Items from a data source
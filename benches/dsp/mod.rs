//! Benchmarks for sample-level primitives.

use std::hint::black_box;

use ambient_drift::dsp::dynamics::{Compressor, Limiter};
use ambient_drift::dsp::reverb::StereoReverb;
use ambient_drift::dsp::{NoiseSource, SVFilter};
use ambient_drift::toolkit::NoiseColor;
use criterion::{BenchmarkId, Criterion};

use crate::{BLOCK_SIZES, SAMPLE_RATE};

fn ramp(size: usize) -> Vec<f32> {
    (0..size)
        .map(|i| (i as f32 / size as f32) * 2.0 - 1.0)
        .collect()
}

pub fn bench_filter(c: &mut Criterion) {
    let mut group = c.benchmark_group("dsp/filter");

    for &size in BLOCK_SIZES {
        let input = ramp(size);

        let mut filter = SVFilter::lowpass(4_500.0);
        let mut buffer = input.clone();
        group.bench_with_input(BenchmarkId::new("lowpass", size), &size, |b, _| {
            b.iter(|| {
                buffer.copy_from_slice(&input);
                filter.render(black_box(&mut buffer), SAMPLE_RATE);
            })
        });

        // Formant-style: five narrow bands summed.
        let mut bank: Vec<SVFilter> = [700.0, 1_220.0, 2_600.0, 3_200.0, 4_000.0]
            .iter()
            .map(|hz| SVFilter::bandpass(*hz, 12.0))
            .collect();
        let mut out = vec![0.0f32; size];
        group.bench_with_input(BenchmarkId::new("formant_bank", size), &size, |b, _| {
            b.iter(|| {
                out.fill(0.0);
                for filter in bank.iter_mut() {
                    for (o, x) in out.iter_mut().zip(&input) {
                        *o += filter.process(*x, SAMPLE_RATE);
                    }
                }
                black_box(&out);
            })
        });
    }
    group.finish();
}

pub fn bench_reverb(c: &mut Criterion) {
    let mut group = c.benchmark_group("dsp/reverb");

    for &size in BLOCK_SIZES {
        let input = ramp(size);
        let mut reverb = StereoReverb::new(SAMPLE_RATE, 4.0);
        group.bench_with_input(BenchmarkId::new("stereo", size), &size, |b, _| {
            b.iter(|| {
                for x in &input {
                    black_box(reverb.process([*x, *x], 0.4));
                }
            })
        });
    }
    group.finish();
}

pub fn bench_dynamics(c: &mut Criterion) {
    let mut group = c.benchmark_group("dsp/dynamics");

    for &size in BLOCK_SIZES {
        let input = ramp(size);
        let mut compressor = Compressor::new(-18.0, 3.0, 0.006, 0.25, SAMPLE_RATE);
        let mut limiter = Limiter::new(-6.0, SAMPLE_RATE);
        group.bench_with_input(BenchmarkId::new("compress_limit", size), &size, |b, _| {
            b.iter(|| {
                for x in &input {
                    black_box(limiter.process(compressor.process([*x, -*x])));
                }
            })
        });
    }
    group.finish();
}

pub fn bench_noise(c: &mut Criterion) {
    let mut group = c.benchmark_group("dsp/noise");

    for &size in BLOCK_SIZES {
        for color in [NoiseColor::White, NoiseColor::Pink, NoiseColor::Brown] {
            let mut noise = NoiseSource::new(color, 0x1234_5678);
            let mut buffer = vec![0.0f32; size];
            let name = format!("{color:?}").to_lowercase();
            group.bench_with_input(BenchmarkId::new(name, size), &size, |b, _| {
                b.iter(|| {
                    for sample in buffer.iter_mut() {
                        *sample = noise.next_sample(1.0);
                    }
                    black_box(&buffer);
                })
            });
        }
    }
    group.finish();
}
impl NodeSlot {
    pub fn new(
        id: NodeId,
        spec: &NodeSpec,
        sample_rate: f32,
        seed: u32,
        level: Option<Arc<AtomicU32>>,
    ) -> Box<Self> {
        let lanes = Param::ALL
            .iter()
            .filter_map(|p| spec.initial(*p).map(|v| ParamLane::new(*p, v)))
            .collect();
        Box::new(Self {
            id,
            kind: spec.kind(),
            is_source: spec.is_source(),
            processor: Processor::new(spec, sample_rate, seed, level),
            lanes,
            inputs: Vec::with_capacity(MAX_FAN_IN),
            modulators: Vec::with_capacity(MAX_FAN_IN),
            to_output: false,
            window: RunWindow::default(),
            gates: VecDeque::with_capacity(GATE_CAPACITY),
            buffer: vec![[0.0; 2]; BLOCK_FRAMES],
        })
    }

    pub fn lane_index(&self, param: Param) -> Option<usize> {
        self.lanes.iter().position(|l| l.param() == param)
    }

    pub fn lane_mut(&mut self, param: Param) -> Option<&mut ParamLane> {
        self.lanes.iter_mut().find(|l| l.param() == param)
    }

    pub fn schedule_gate(&mut self, event: GateEvent) {
        if self.gates.len() == GATE_CAPACITY {
            self.gates.pop_front();
        }
        let index = self
            .gates
            .iter()
            .rposition(|g| g.at <= event.at)
            .map_or(0, |i| i + 1);
        self.gates.insert(index, event);
    }

    /// Forget inputs and modulators coming from a disposed slot.
    pub fn unlink(&mut self, slot: usize) {
        self.inputs.retain(|s| *s != slot);
        self.modulators.retain(|(s, _)| *s != slot);
    }

    fn apply_gate(&mut self, kind: GateKind) {
        match (&mut self.processor, kind) {
            (Processor::Envelope(env), GateKind::On { velocity, .. }) => env.note_on(velocity),
            (Processor::Envelope(env), GateKind::Off { .. } | GateKind::ReleaseAll) => {
                env.note_off()
            }
            (Processor::FmSynth(synth), GateKind::On { notes, velocity }) => {
                for f in notes.as_slice() {
                    synth.note_on(*f, velocity);
                }
            }
            (Processor::FmSynth(synth), GateKind::Off { notes }) => {
                for f in notes.as_slice() {
                    synth.note_off(*f);
                }
            }
            (Processor::FmSynth(synth), GateKind::ReleaseAll) => synth.release_all(),
            _ => {}
        }
    }

    /// Render `len` frames starting at absolute frame `start` into
    /// `self.buffer`. `input` is the summed audio of every connected node.
    pub fn render(
        &mut self,
        input: &[Frame],
        params: &ParamBlock,
        start: u64,
        len: usize,
        sample_rate: f32,
    ) {
        for n in 0..len {
            let frame = start + n as u64;
            while let Some(gate) = self.gates.front().copied() {
                if gate.at > frame {
                    break;
                }
                self.gates.pop_front();
                self.apply_gate(gate.kind);
            }

            let running = !self.is_source || self.window.is_running(frame);
            let x = input[n];
            let p = |param: Param| params.at(param, n);

            let y: Frame = match &mut self.processor {
                Processor::Oscillator { osc, waveform } => {
                    if running {
                        let freq = p(Param::Frequency) * (p(Param::Detune) / 1200.0).exp2();
                        let s = osc.next_sample(*waveform, freq, p(Param::PulseWidth), sample_rate);
                        [s, s]
                    } else {
                        [0.0, 0.0]
                    }
                }
                Processor::Noise(noise) => {
                    if running {
                        let s = noise.next_sample(p(Param::PlaybackRate));
                        [s, s]
                    } else {
                        [0.0, 0.0]
                    }
                }
                Processor::Filter {
                    mode,
                    gain_db,
                    stages,
                    filters,
                } => {
                    let cutoff = p(Param::Frequency);
                    let q = p(Param::Q);
                    let gain = if *mode == FilterMode::Peaking {
                        p(Param::Gain)
                    } else {
                        *gain_db
                    };
                    let mut out = x;
                    for (ch, chain) in filters.iter_mut().enumerate() {
                        for filter in chain.iter_mut().take(*stages) {
                            filter.set_cutoff(cutoff);
                            filter.set_q(q);
                            if *mode == FilterMode::Peaking {
                                filter.set_response(FilterResponse::Peaking { gain_db: gain });
                            }
                            out[ch] = filter.process(out[ch], sample_rate);
                        }
                    }
                    out
                }
                Processor::Gain => {
                    let g = p(Param::Gain);
                    [x[0] * g, x[1] * g]
                }
                Processor::Reverb(reverb) => reverb.process(x, p(Param::Wet)),
                Processor::FeedbackDelay(lines) => {
                    let delay = p(Param::DelayTime).clamp(0.0, MAX_DELAY_SECS) * sample_rate;
                    let feedback = p(Param::Feedback).clamp(0.0, 0.95);
                    let wet = p(Param::Wet).clamp(0.0, 1.0);
                    let mut out = [0.0; 2];
                    for (ch, line) in lines.iter_mut().enumerate() {
                        let delayed = line.read(delay);
                        line.write(x[ch] + delayed * feedback);
                        out[ch] = x[ch] * (1.0 - wet) + delayed * wet;
                    }
                    out
                }
                Processor::Compressor(comp) => comp.process(x),
                Processor::Limiter(limiter) => limiter.process(x),
                Processor::WaveShaper => {
                    let (drive, wet) = (p(Param::Drive), p(Param::Wet));
                    [waveshape(x[0], drive, wet), waveshape(x[1], drive, wet)]
                }
                Processor::BitCrusher { bits } => {
                    let wet = p(Param::Wet);
                    [crush(x[0], *bits, wet), crush(x[1], *bits, wet)]
                }
                Processor::Lfo {
                    waveform,
                    phase,
                    min,
                    max,
                } => {
                    if running {
                        let unipolar = 0.5 * (shape(*waveform, *phase, 0.5) + 1.0);
                        *phase = (*phase + p(Param::Rate) / sample_rate).fract();
                        let v = *min + (*max - *min) * unipolar;
                        [v, v]
                    } else {
                        [0.0, 0.0]
                    }
                }
                Processor::Widener => {
                    let width = p(Param::Width).clamp(0.0, 1.0);
                    let mid = 0.5 * (x[0] + x[1]);
                    let side = 0.5 * (x[0] - x[1]) * (1.0 + width);
                    [mid + side, mid - side]
                }
                Processor::Panner => equal_power(x, p(Param::Pan)),
                Processor::AutoPanner { phase } => {
                    if running {
                        let pan = p(Param::Depth).clamp(0.0, 1.0) * (TAU * *phase).sin();
                        *phase = (*phase + p(Param::Rate) / sample_rate).fract();
                        equal_power(x, pan)
                    } else {
                        x
                    }
                }
                Processor::Tremolo { phase } => {
                    if running {
                        let depth = p(Param::Depth).clamp(0.0, 1.0);
                        let g = 1.0 - depth * 0.5 * (1.0 + (TAU * *phase).sin());
                        *phase = (*phase + p(Param::Rate) / sample_rate).fract();
                        [x[0] * g, x[1] * g]
                    } else {
                        x
                    }
                }
                Processor::Envelope(env) => {
                    let g = env.next_sample();
                    [x[0] * g, x[1] * g]
                }
                Processor::FmSynth(synth) => {
                    let ratio = (p(Param::Detune) / 1200.0).exp2();
                    let s = synth.next_sample(ratio) * p(Param::Gain);
                    [s, s]
                }
                Processor::Meter { meter, .. } => meter.process(x),
            };

            self.buffer[n] = [sanitize(y[0]), sanitize(y[1])];
        }

        if let Processor::Meter { meter, level } = &self.processor {
            level.store(meter.level_db().to_bits(), Ordering::Relaxed);
        }
    }
}

/// Equal-power pan; `pan` in -1..=1.
#[inline]
fn equal_power(x: Frame, pan: f32) -> Frame {
    let angle = (pan.clamp(-1.0, 1.0) + 1.0) * FRAC_PI_4;
    let mono = 0.5 * (x[0] + x[1]);
    let (l, r) = (angle.cos(), angle.sin());
    // Keep the centre at unity: cos(π/4) = sin(π/4) = 1/√2.
    [mono * l * std::f32::consts::SQRT_2, mono * r * std::f32::consts::SQRT_2]
}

» Required work: Transcribe the records above exactly, beginning at the line that contains "for sample-level primitives." and ending with the line that contains "out.fill(0.0);", both included, and nothing else.

» Your response:
//! Benchmarks for sample-level primitives.

use std::hint::black_box;

use ambient_drift::dsp::dynamics::{Compressor, Limiter};
use ambient_drift::dsp::reverb::StereoReverb;
use ambient_drift::dsp::{NoiseSource, SVFilter};
use ambient_drift::toolkit::NoiseColor;
use criterion::{BenchmarkId, Criterion};

use crate::{BLOCK_SIZES, SAMPLE_RATE};

fn ramp(size: usize) -> Vec<f32> {
    (0..size)
        .map(|i| (i as f32 / size as f32) * 2.0 - 1.0)
        .collect()
}

pub fn bench_filter(c: &mut Criterion) {
    let mut group = c.benchmark_group("dsp/filter");

    for &size in BLOCK_SIZES {
        let input = ramp(size);

        let mut filter = SVFilter::lowpass(4_500.0);
        let mut buffer = input.clone();
        group.bench_with_input(BenchmarkId::new("lowpass", size), &size, |b, _| {
            b.iter(|| {
                buffer.copy_from_slice(&input);
                filter.render(black_box(&mut buffer), SAMPLE_RATE);
            })
        });

        // Formant-style: five narrow bands summed.
        let mut bank: Vec<SVFilter> = [700.0, 1_220.0, 2_600.0, 3_200.0, 4_000.0]
            .iter()
            .map(|hz| SVFilter::bandpass(*hz, 12.0))
            .collect();
        let mut out = vec![0.0f32; size];
        group.bench_with_input(BenchmarkId::new("formant_bank", size), &size, |b, _| {
            b.iter(|| {
                out.fill(0.0);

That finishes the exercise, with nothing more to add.